Transcribe only the lines between the first line of the records and the line containing "faulty proposers, and", inclusive, exactly as written.

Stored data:
□ □ □ □ □

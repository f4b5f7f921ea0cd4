//! The IBFT consensus engine. It drives a set of validator nodes to
//! agreement on one block per height, tolerating up to f Byzantine
//! validators out of n = 3f + 1.
//!
//! The engine owns the round state machine (PRE-PREPARE, PREPARE, COMMIT,
//! FIN), the round change protocol that recovers from faulty proposers, and
//! the validation of prepared / round change certificates. Everything else
//! is delegated: cryptography, block production and validity to [`Backend`],
//! gossip to [`Transport`]. Logging goes through `tracing`.

use std::sync::{
    atomic::{AtomicI64, Ordering},
    Arc,
};

use ibft_messages::{
    CommittedSeal, Message, MessageStore, NodeId, Payload, PayloadHash, PreparedCertificate,
    RoundChangeCertificate, View,
};
use zksync_concurrency::{ctx, time};

pub use crate::{
    config::Config,
    validation::{CertificateError, ProposalError},
};

mod config;
mod metrics;
mod round;
mod sequence;
mod state;
pub mod testonly;
#[cfg(test)]
mod tests;
mod validation;

/// Application and cryptography capabilities the engine is instantiated
/// with. The engine treats node ids, payloads, hashes and seals as opaque
/// bytes; every interpretation goes through this trait.
#[async_trait::async_trait]
pub trait Backend: std::fmt::Debug + Send + Sync {
    /// This node's identifier.
    fn id(&self) -> NodeId;
    /// Number of matching votes required at the given height,
    /// typically 2f + 1.
    fn quorum(&self, height: u64) -> usize;
    /// Maximum number of faulty validators tolerated at the given height,
    /// typically f. Used by the round fast-forward rule: f + 1 round change
    /// messages for a later round prove at least one honest node moved on.
    fn max_faulty(&self, height: u64) -> usize;
    /// Whether `id` is the proposer of the given (height, round).
    fn is_proposer(&self, id: &NodeId, height: u64, round: u64) -> bool;
    /// Builds a fresh block proposal for the given height.
    async fn build_proposal(&self, ctx: &ctx::Ctx, height: u64) -> ctx::Result<Payload>;
    /// Builds a signed PRE-PREPARE carrying `proposal` and, at rounds > 0,
    /// the round change certificate justifying it.
    fn build_pre_prepare(
        &self,
        proposal: Payload,
        certificate: Option<RoundChangeCertificate>,
        view: View,
    ) -> Message;
    /// Builds a signed PREPARE for the given proposal hash.
    fn build_prepare(&self, proposal_hash: PayloadHash, view: View) -> Message;
    /// Builds a signed COMMIT for the given proposal hash, including this
    /// node's committed seal.
    fn build_commit(&self, proposal_hash: PayloadHash, view: View) -> Message;
    /// Builds a signed ROUND-CHANGE carrying the last prepared block and its
    /// certificate, if this node prepared anything within the height.
    fn build_round_change(
        &self,
        last_prepared_block: Option<Payload>,
        last_prepared_certificate: Option<PreparedCertificate>,
        view: View,
    ) -> Message;
    /// Application-level validity of a proposed block.
    fn is_valid_block(&self, proposal: &Payload) -> bool;
    /// Whether `hash` is the correct hash of `proposal`.
    fn is_valid_proposal_hash(&self, proposal: &Payload, hash: &PayloadHash) -> bool;
    /// Whether the message's claimed sender checks out (signature, validator
    /// set membership).
    fn is_valid_sender(&self, message: &Message) -> bool;
    /// Hands the committed block and the quorum of committed seals to the
    /// application. Called exactly once per sequence.
    async fn insert_block(
        &self,
        ctx: &ctx::Ctx,
        proposal: &Payload,
        seals: Vec<CommittedSeal>,
    ) -> ctx::Result<()>;
}

/// Message gossip. Delivery is best effort, unordered and possibly
/// duplicated; the engine's own messages are expected to loop back through
/// [`IBFT::add_message`] like everyone else's.
pub trait Transport: std::fmt::Debug + Send + Sync {
    /// Multicasts a message to all validators.
    fn multicast(&self, message: Message);
}

/// The consensus engine for a single node. Create one per node, feed it
/// messages via [`IBFT::add_message`] from any thread, and drive it one
/// height at a time via [`IBFT::run_sequence`].
#[derive(Debug)]
pub struct IBFT {
    pub(crate) config: Config,
    pub(crate) messages: MessageStore,
    pub(crate) state: state::State,
    /// Extra duration added on top of the exponential round timeout,
    /// in nanoseconds.
    additional_timeout_ns: AtomicI64,
}

impl IBFT {
    /// Constructs the engine.
    pub fn new(config: Config) -> Self {
        Self {
            config,
            messages: MessageStore::new(),
            state: state::State::default(),
            additional_timeout_ns: AtomicI64::new(0),
        }
    }

    /// Validates the sender and view of an incoming message and buffers it.
    /// Messages for past views are dropped silently; messages for future
    /// views are buffered so that the engine can catch up to them.
    /// Callable from any thread.
    pub fn add_message(&self, message: Message) {
        let label = metrics::MsgLabel::from(message.kind());
        if !self.is_acceptable_message(&message) {
            metrics::METRICS.message_ingress[&label.dropped()].inc();
            tracing::debug!(
                view = ?message.view,
                from = ?message.from,
                kind = message.kind().label(),
                "dropping unacceptable message",
            );
            return;
        }
        metrics::METRICS.message_ingress[&label.accepted()].inc();
        self.messages.add(message);
    }

    /// Extends the round timeout of the current and all future rounds.
    /// Useful when the application knows block production is momentarily
    /// slow and round changes would only thrash.
    pub fn extend_round_timeout(&self, duration: time::Duration) {
        let ns = i64::try_from(duration.whole_nanoseconds()).unwrap_or(i64::MAX);
        self.additional_timeout_ns.store(ns, Ordering::Relaxed);
    }

    /// The currently configured additional round timeout.
    pub(crate) fn additional_timeout(&self) -> time::Duration {
        time::Duration::nanoseconds(self.additional_timeout_ns.load(Ordering::Relaxed))
    }

    /// Timeout of the given round: the configured base duration doubled
    /// every round (capped), plus the additional timeout.
    pub(crate) fn round_timeout(&self, round: u64) -> time::Duration {
        let exp = u32::try_from(round).unwrap_or(u32::MAX);
        let factor = i32::try_from(2u64.saturating_pow(exp)).unwrap_or(i32::MAX);
        let timeout = self
            .config
            .base_round_timeout
            .saturating_mul(factor)
            .min(self.config.max_round_timeout);
        timeout.saturating_add(self.additional_timeout())
    }

    /// Shorthand for the backend.
    pub(crate) fn backend(&self) -> &Arc<dyn Backend> {
        &self.config.backend
    }
}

□ □ □ □ □

Written answer:
repository f4b5f7f921ea0cd4
//! The IBFT consensus engine. It drives a set of validator nodes to
//! agreement on one block per height, tolerating up to f Byzantine
//! validators out of n = 3f + 1.
//!
//! The engine owns the round state machine (PRE-PREPARE, PREPARE, COMMIT,
//! FIN), the round change protocol that recovers from faulty proposers, and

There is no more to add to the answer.